Action item: Your task is to repeat the entries exactly from their first line through the line with "let Ok(permit) = limit.clone().try_acquire_owned()", and to stop there.

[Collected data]
Segment Open
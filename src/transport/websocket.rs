//! WebSocket transport
//!
//! This file implements the broker's network surface. Responsibilities:
//! - Accept TCP/WebSocket connections, bounded by `server.max_connections`
//! - Read the first frame of each connection and dispatch the call it names
//! - Adapt inbound `message` frames into the stream a Publish call consumes
//! - Forward a Subscribe call's output to the socket, and cancel the call
//!   as soon as the peer goes away
//!
//! One task serves one connection, and one connection carries one call. The
//! peer identity handed to the coordinator is the remote socket address.

use std::net::SocketAddr;
use std::sync::Arc;

use futures_util::{Sink, SinkExt, Stream, StreamExt, stream};
use tokio::net::{TcpListener, TcpStream};
use tokio::sync::{Semaphore, mpsc};
use tokio_tungstenite::accept_async;
use tokio_util::sync::CancellationToken;
use tracing::{Instrument, debug, error, info, info_span, warn};
use tungstenite::protocol::Message as WsMessage;
use uuid::Uuid;

use crate::broker::engine::BrokerCoordinator;
use crate::broker::message::{Message, WireMessage};
use crate::config::Settings;
use crate::transport::message::{ClientFrame, ServerFrame};
use crate::utils::error::{BrokerError, Result};

pub async fn start_websocket_server(
    coordinator: Arc<BrokerCoordinator>,
    settings: Settings,
) -> Result<()> {
    let listener = TcpListener::bind(settings.addr()).await?;
    serve(listener, coordinator, settings.server.max_connections).await
}

/// Accept connections on an already bound listener. Runs until the task
/// driving it is dropped.
pub async fn serve(
    listener: TcpListener,
    coordinator: Arc<BrokerCoordinator>,
    max_connections: usize,
) -> Result<()> {
    info!("WebSocket server listening on ws://{}", listener.local_addr()?);
    let limit = Arc::new(Semaphore::new(max_connections));

    loop {
        let (stream, peer_addr) = match listener.accept().await {
            Ok(accepted) => accepted,
            Err(e) => {
                error!(error = %e, "failed to accept connection");
                continue;
            }
        };

        let Ok(permit) = limit.clone().try_acquire_owned() else {
            warn!(%peer_addr, max_connections, "connection limit reached, dropping peer");
            continue;
        };

        let coordinator = coordinator.clone();
        let span = info_span!("call", peer = %peer_addr, id = %Uuid::new_v4());
        tokio::spawn(
            async move {
                let _permit = permit;
                if let Err(e) = handle_connection(stream, peer_addr, coordinator).await {
                    warn!(error = %e, "call failed");
                }
            }
            .instrument(span),
        );
    }
}

async fn handle_connection(
    stream: TcpStream,
    peer_addr: SocketAddr,
    coordinator: Arc<BrokerCoordinator>,
) -> Result<()> {
    let ws_stream = accept_async(stream).await?;
    let (mut ws_sender, mut ws_receiver) = ws_stream.split();
    let peer = peer_addr.to_string();

    let Some(first) = next_frame(&mut ws_receiver).await else {
        debug!("peer closed before starting a call");
        return Ok(());
    };

    match first {
        Ok(ClientFrame::Register { tag }) => {
            let outcome = coordinator
                .register(&tag, &peer)
                .map(|_| Some(ServerFrame::Ack { accepted: None }));
            finish(&mut ws_sender, outcome).await
        }
        Ok(ClientFrame::RequestTags) => {
            info!("received request for tags");
            let reply = ServerFrame::Tags {
                list: coordinator.request_tags().to_string(),
            };
            finish(&mut ws_sender, Ok(Some(reply))).await
        }
        Ok(ClientFrame::Publish) => {
            let inbound = publish_stream(&mut ws_receiver);
            let outcome = coordinator
                .publish(&peer, inbound)
                .await
                .map(|accepted| Some(ServerFrame::Ack { accepted: Some(accepted) }));
            finish(&mut ws_sender, outcome).await
        }
        Ok(ClientFrame::Subscribe { tag }) => {
            subscribe_call(&coordinator, &tag, &peer, &mut ws_sender, &mut ws_receiver).await
        }
        Ok(other) => {
            let err = BrokerError::protocol(format!("'{}' cannot start a call", other.kind()));
            finish(&mut ws_sender, Err(err)).await
        }
        Err(e) => finish(&mut ws_sender, Err(e)).await,
    }
}

/// Run a Subscribe call on an open connection.
async fn subscribe_call<Tx, Rx>(
    coordinator: &BrokerCoordinator,
    tag: &str,
    peer: &str,
    ws_sender: &mut Tx,
    ws_receiver: &mut Rx,
) -> Result<()>
where
    Tx: Sink<WsMessage, Error = tungstenite::Error> + Unpin,
    Rx: Stream<Item = std::result::Result<WsMessage, tungstenite::Error>> + Unpin,
{
    let (out_tx, mut out_rx) = mpsc::unbounded_channel::<Message>();
    let cancel = CancellationToken::new();

    let call = async {
        let result = coordinator.subscribe(tag, peer, out_tx, cancel.clone()).await;
        cancel.cancel();
        result
    };

    let watch = async {
        tokio::select! {
            _ = cancel.cancelled() => {}
            _ = wait_for_close(&mut *ws_receiver) => {
                debug!("subscriber connection closed");
                cancel.cancel();
            }
        }
    };

    let forward = async {
        while let Some(message) = out_rx.recv().await {
            if let Err(e) = send_frame(&mut *ws_sender, &ServerFrame::Message(message)).await {
                debug!(error = %e, "failed to write to subscriber");
                cancel.cancel();
                break;
            }
        }
    };

    let (result, (), ()) = tokio::join!(call, watch, forward);
    finish(ws_sender, result.map(|_| None)).await
}

/// Adapt the rest of a publish connection into a stream of inbound messages.
/// Ends at `done` or when the peer closes.
fn publish_stream<Rx>(ws_receiver: &mut Rx) -> impl Stream<Item = Result<WireMessage>> + '_
where
    Rx: Stream<Item = std::result::Result<WsMessage, tungstenite::Error>> + Unpin,
{
    stream::unfold(ws_receiver, |rx| async move {
        let item = match next_frame(&mut *rx).await? {
            Ok(ClientFrame::Done) => return None,
            Ok(ClientFrame::Message(wire)) => Ok(wire),
            Ok(other) => Err(BrokerError::protocol(format!(
                "unexpected '{}' frame during publish",
                other.kind()
            ))),
            Err(e) => Err(e),
        };
        Some((item, rx))
    })
}

/// Read the next client frame, skipping control frames. `None` once the peer
/// has closed the connection.
async fn next_frame<Rx>(ws_receiver: &mut Rx) -> Option<Result<ClientFrame>>
where
    Rx: Stream<Item = std::result::Result<WsMessage, tungstenite::Error>> + Unpin,
{
    while let Some(msg) = ws_receiver.next().await {
        match msg {
            Ok(WsMessage::Text(text)) => {
                return Some(serde_json::from_str(text.as_str()).map_err(BrokerError::from));
            }
            Ok(WsMessage::Binary(_)) => {
                return Some(Err(BrokerError::protocol("binary frames are not supported")));
            }
            Ok(WsMessage::Close(_)) => return None,
            Ok(_) => continue,
            Err(e) => return Some(Err(e.into())),
        }
    }
    None
}

async fn wait_for_close<Rx>(ws_receiver: &mut Rx)
where
    Rx: Stream<Item = std::result::Result<WsMessage, tungstenite::Error>> + Unpin,
{
    while let Some(msg) = ws_receiver.next().await {
        match msg {
            Ok(WsMessage::Close(_)) | Err(_) => return,
            Ok(_) => {}
        }
    }
}

async fn send_frame<Tx>(ws_sender: &mut Tx, frame: &ServerFrame) -> Result<()>
where
    Tx: Sink<WsMessage, Error = tungstenite::Error> + Unpin,
{
    let text = serde_json::to_string(frame)?;
    ws_sender.send(WsMessage::text(text)).await?;
    Ok(())
}

/// Send the call's final frame (an error frame if it failed) and close.
async fn finish<Tx>(ws_sender: &mut Tx, outcome: Result<Option<ServerFrame>>) -> Result<()>
where
    Tx: Sink<WsMessage, Error = tungstenite::Error> + Unpin,
{
    let (frame, result) = match outcome {
        Ok(frame) => (frame, Ok(())),
        Err(e) => (
            Some(ServerFrame::Error {
                message: e.to_string(),
            }),
            Err(e),
        ),
    };

    if let Some(frame) = frame {
        if let Err(e) = send_frame(ws_sender, &frame).await {
            debug!(error = %e, "could not deliver final frame");
        }
    }
    let _ = ws_sender.close().await;

    result
}
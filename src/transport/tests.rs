use std::sync::Arc;
use std::time::Duration;

use futures_util::{SinkExt, StreamExt};
use serde_json::json;
use tokio::net::TcpListener;
use tokio::task::JoinHandle;
use tokio_tungstenite::connect_async;
use tungstenite::protocol::Message as WsMessage;

use crate::broker::engine::BrokerCoordinator;
use crate::broker::message::WireMessage;
use crate::broker::tag::Tag;
use crate::client::{BrokerClient, Subscription};
use crate::transport::message::{ClientFrame, ServerFrame};
use crate::transport::websocket::serve;
use crate::utils::error::BrokerError;

struct TestBroker {
    coordinator: Arc<BrokerCoordinator>,
    client: BrokerClient,
    server: JoinHandle<()>,
}

impl Drop for TestBroker {
    fn drop(&mut self) {
        self.server.abort();
    }
}

async fn start_broker() -> TestBroker {
    start_broker_with_limit(16).await
}

async fn start_broker_with_limit(max_connections: usize) -> TestBroker {
    let listener = TcpListener::bind("127.0.0.1:0")
        .await
        .expect("bind loopback");
    let addr = listener.local_addr().unwrap();
    let coordinator = Arc::new(BrokerCoordinator::new(Duration::from_secs(3600)));

    let server = tokio::spawn({
        let coordinator = coordinator.clone();
        async move {
            let _ = serve(listener, coordinator, max_connections).await;
        }
    });

    TestBroker {
        coordinator,
        client: BrokerClient::new(format!("ws://{addr}")),
        server,
    }
}

fn wire(id: u64, tag: &str) -> WireMessage {
    WireMessage {
        id,
        tag: tag.to_string(),
        timestamp: chrono::Utc::now().timestamp(),
        payload: format!("payload-{id}"),
    }
}

async fn wait_for_subscribers(broker: &BrokerCoordinator, tag: Tag, count: usize) {
    tokio::time::timeout(Duration::from_secs(5), async {
        while broker.router().subscriber_count(tag) != count {
            tokio::time::sleep(Duration::from_millis(10)).await;
        }
    })
    .await
    .expect("subscriber count never reached");
}

async fn wait_for_stored(broker: &BrokerCoordinator, tag: Tag, count: usize) {
    tokio::time::timeout(Duration::from_secs(5), async {
        while broker.store().size(tag) != count {
            tokio::time::sleep(Duration::from_millis(10)).await;
        }
    })
    .await
    .expect("stored count never reached");
}

async fn next_id(sub: &mut Subscription) -> u64 {
    tokio::time::timeout(Duration::from_secs(5), sub.next_message())
        .await
        .expect("timed out waiting for message")
        .expect("subscription ended")
        .expect("subscription failed")
        .id
}

async fn raw_call(client: &BrokerClient, frame: serde_json::Value) -> ServerFrame {
    let (mut ws, _) = connect_async(client.url()).await.expect("connect");
    ws.send(WsMessage::text(frame.to_string()))
        .await
        .expect("send frame");

    let reply = ws
        .next()
        .await
        .expect("did not receive response")
        .expect("websocket error");
    serde_json::from_str(reply.to_text().unwrap()).expect("server frame")
}

#[test]
fn test_frames_use_type_tag() {
    let frame = ClientFrame::Message(wire(1, "BUG"));
    let value = serde_json::to_value(&frame).unwrap();
    assert_eq!(value["type"], "message");
    assert_eq!(value["tag"], "BUG");

    let parsed: ClientFrame = serde_json::from_value(json!({ "type": "request_tags" })).unwrap();
    assert_eq!(parsed, ClientFrame::RequestTags);

    let ack = serde_json::to_string(&ServerFrame::Ack { accepted: None }).unwrap();
    assert_eq!(ack, r#"{"type":"ack"}"#);
}

#[tokio::test]
async fn test_request_tags() {
    let broker = start_broker().await;
    let tags = broker.client.request_tags().await.unwrap();
    assert_eq!(tags, vec!["TRIAL", "LICENSE", "SUPPORT", "BUG"]);
}

#[tokio::test]
async fn test_register_known_and_unknown_tag() {
    let broker = start_broker().await;
    broker.client.register(Tag::Support).await.unwrap();

    let reply = raw_call(&broker.client, json!({ "type": "register", "tag": "NOPE" })).await;
    match reply {
        ServerFrame::Error { message } => assert!(message.contains("unknown tag 'NOPE'")),
        other => panic!("Expected Error, got {other:?}"),
    }
}

#[tokio::test]
async fn test_invalid_first_frame_is_rejected() {
    let broker = start_broker().await;
    let reply = raw_call(&broker.client, json!({ "type": "done" })).await;
    match reply {
        ServerFrame::Error { message } => assert!(message.contains("cannot start a call")),
        other => panic!("Expected Error, got {other:?}"),
    }
}

#[tokio::test]
async fn test_publish_then_subscribe_replays_history() {
    let broker = start_broker().await;

    let mut publisher = broker.client.publisher().await.unwrap();
    for id in 0..3 {
        publisher.send(wire(id, "TRIAL")).await.unwrap();
    }
    assert_eq!(publisher.finish().await.unwrap(), 3);
    assert_eq!(broker.coordinator.store().size(Tag::Trial), 3);

    let mut sub = broker.client.subscribe("TRIAL").await.unwrap();
    for expected in 0..3 {
        assert_eq!(next_id(&mut sub).await, expected);
    }

    let mut publisher = broker.client.publisher().await.unwrap();
    publisher.send(wire(3, "TRIAL")).await.unwrap();
    publisher.finish().await.unwrap();
    assert_eq!(next_id(&mut sub).await, 3);

    sub.close().await.unwrap();
    wait_for_subscribers(&broker.coordinator, Tag::Trial, 0).await;
}

#[tokio::test]
async fn test_publish_unknown_tag_is_rejected() {
    let broker = start_broker().await;

    let mut publisher = broker.client.publisher().await.unwrap();
    publisher.send(wire(0, "FEATURE")).await.unwrap();
    let _ = publisher.send(wire(1, "TRIAL")).await;

    match publisher.finish().await {
        Err(BrokerError::Rejected(message)) => assert!(message.contains("FEATURE")),
        other => panic!("Expected rejection, got {other:?}"),
    }
    for tag in Tag::ALL {
        assert_eq!(broker.coordinator.store().size(tag), 0);
    }
}

#[tokio::test]
async fn test_subscribe_unknown_tag_is_rejected() {
    let broker = start_broker().await;

    let mut sub = broker.client.subscribe("FEATURE").await.unwrap();
    match sub.next_message().await {
        Some(Err(BrokerError::Rejected(message))) => assert!(message.contains("FEATURE")),
        other => panic!("Expected rejection, got {other:?}"),
    }
}

#[tokio::test]
async fn test_fan_out_respects_tags() {
    let broker = start_broker().await;

    let mut trial_a = broker.client.subscribe("TRIAL").await.unwrap();
    let mut trial_b = broker.client.subscribe("TRIAL").await.unwrap();
    let mut bug = broker.client.subscribe("BUG").await.unwrap();
    wait_for_subscribers(&broker.coordinator, Tag::Trial, 2).await;
    wait_for_subscribers(&broker.coordinator, Tag::Bug, 1).await;

    let mut publisher = broker.client.publisher().await.unwrap();
    publisher.send(wire(9, "TRIAL")).await.unwrap();
    publisher.finish().await.unwrap();

    assert_eq!(next_id(&mut trial_a).await, 9);
    assert_eq!(next_id(&mut trial_b).await, 9);
    assert!(
        tokio::time::timeout(Duration::from_millis(200), bug.next_message())
            .await
            .is_err(),
        "BUG subscriber must not receive TRIAL messages"
    );

    for sub in [trial_a, trial_b, bug] {
        sub.close().await.unwrap();
    }
    wait_for_subscribers(&broker.coordinator, Tag::Trial, 0).await;
    wait_for_subscribers(&broker.coordinator, Tag::Bug, 0).await;
}

#[tokio::test]
async fn test_dropped_subscriber_is_unregistered() {
    let broker = start_broker().await;

    let sub = broker.client.subscribe("LICENSE").await.unwrap();
    wait_for_subscribers(&broker.coordinator, Tag::License, 1).await;

    drop(sub);
    wait_for_subscribers(&broker.coordinator, Tag::License, 0).await;
}

#[tokio::test]
async fn test_publish_closed_without_done_keeps_accepted_messages() {
    let broker = start_broker().await;

    let mut publisher = broker.client.publisher().await.unwrap();
    publisher.send(wire(0, "SUPPORT")).await.unwrap();
    publisher.send(wire(1, "SUPPORT")).await.unwrap();
    assert_eq!(publisher.sent(), 2);
    drop(publisher);

    wait_for_stored(&broker.coordinator, Tag::Support, 2).await;
    let ids: Vec<u64> = broker
        .coordinator
        .store()
        .read(Tag::Support)
        .into_iter()
        .map(|e| e.message.id)
        .collect();
    assert_eq!(ids, vec![0, 1]);
}

#[tokio::test]
async fn test_connections_over_limit_are_dropped() {
    let broker = start_broker_with_limit(1).await;

    let sub = broker.client.subscribe("BUG").await.unwrap();
    wait_for_subscribers(&broker.coordinator, Tag::Bug, 1).await;

    assert!(broker.client.request_tags().await.is_err());

    sub.close().await.unwrap();
    wait_for_subscribers(&broker.coordinator, Tag::Bug, 0).await;
}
Segment Closed
Your solution:
filename src/transport/websocket.rs
//! WebSocket transport
//!
//! This file implements the broker's network surface. Responsibilities:
//! - Accept TCP/WebSocket connections, bounded by `server.max_connections`
//! - Read the first frame of each connection and dispatch the call it names
//! - Adapt inbound `message` frames into the stream a Publish call consumes
//! - Forward a Subscribe call's output to the socket, and cancel the call
//!   as soon as the peer goes away
//!
//! One task serves one connection, and one connection carries one call. The
//! peer identity handed to the coordinator is the remote socket address.

use std::net::SocketAddr;
use std::sync::Arc;

use futures_util::{Sink, SinkExt, Stream, StreamExt, stream};
use tokio::net::{TcpListener, TcpStream};
use tokio::sync::{Semaphore, mpsc};
use tokio_tungstenite::accept_async;
use tokio_util::sync::CancellationToken;
use tracing::{Instrument, debug, error, info, info_span, warn};
use tungstenite::protocol::Message as WsMessage;
use uuid::Uuid;

use crate::broker::engine::BrokerCoordinator;
use crate::broker::message::{Message, WireMessage};
use crate::config::Settings;
use crate::transport::message::{ClientFrame, ServerFrame};
use crate::utils::error::{BrokerError, Result};

pub async fn start_websocket_server(
    coordinator: Arc<BrokerCoordinator>,
    settings: Settings,
) -> Result<()> {
    let listener = TcpListener::bind(settings.addr()).await?;
    serve(listener, coordinator, settings.server.max_connections).await
}

/// Accept connections on an already bound listener. Runs until the task
/// driving it is dropped.
pub async fn serve(
    listener: TcpListener,
    coordinator: Arc<BrokerCoordinator>,
    max_connections: usize,
) -> Result<()> {
    info!("WebSocket server listening on ws://{}", listener.local_addr()?);
    let limit = Arc::new(Semaphore::new(max_connections));

    loop {
        let (stream, peer_addr) = match listener.accept().await {
            Ok(accepted) => accepted,
            Err(e) => {
                error!(error = %e, "failed to accept connection");
                continue;
            }
        };

        let Ok(permit) = limit.clone().try_acquire_owned() else {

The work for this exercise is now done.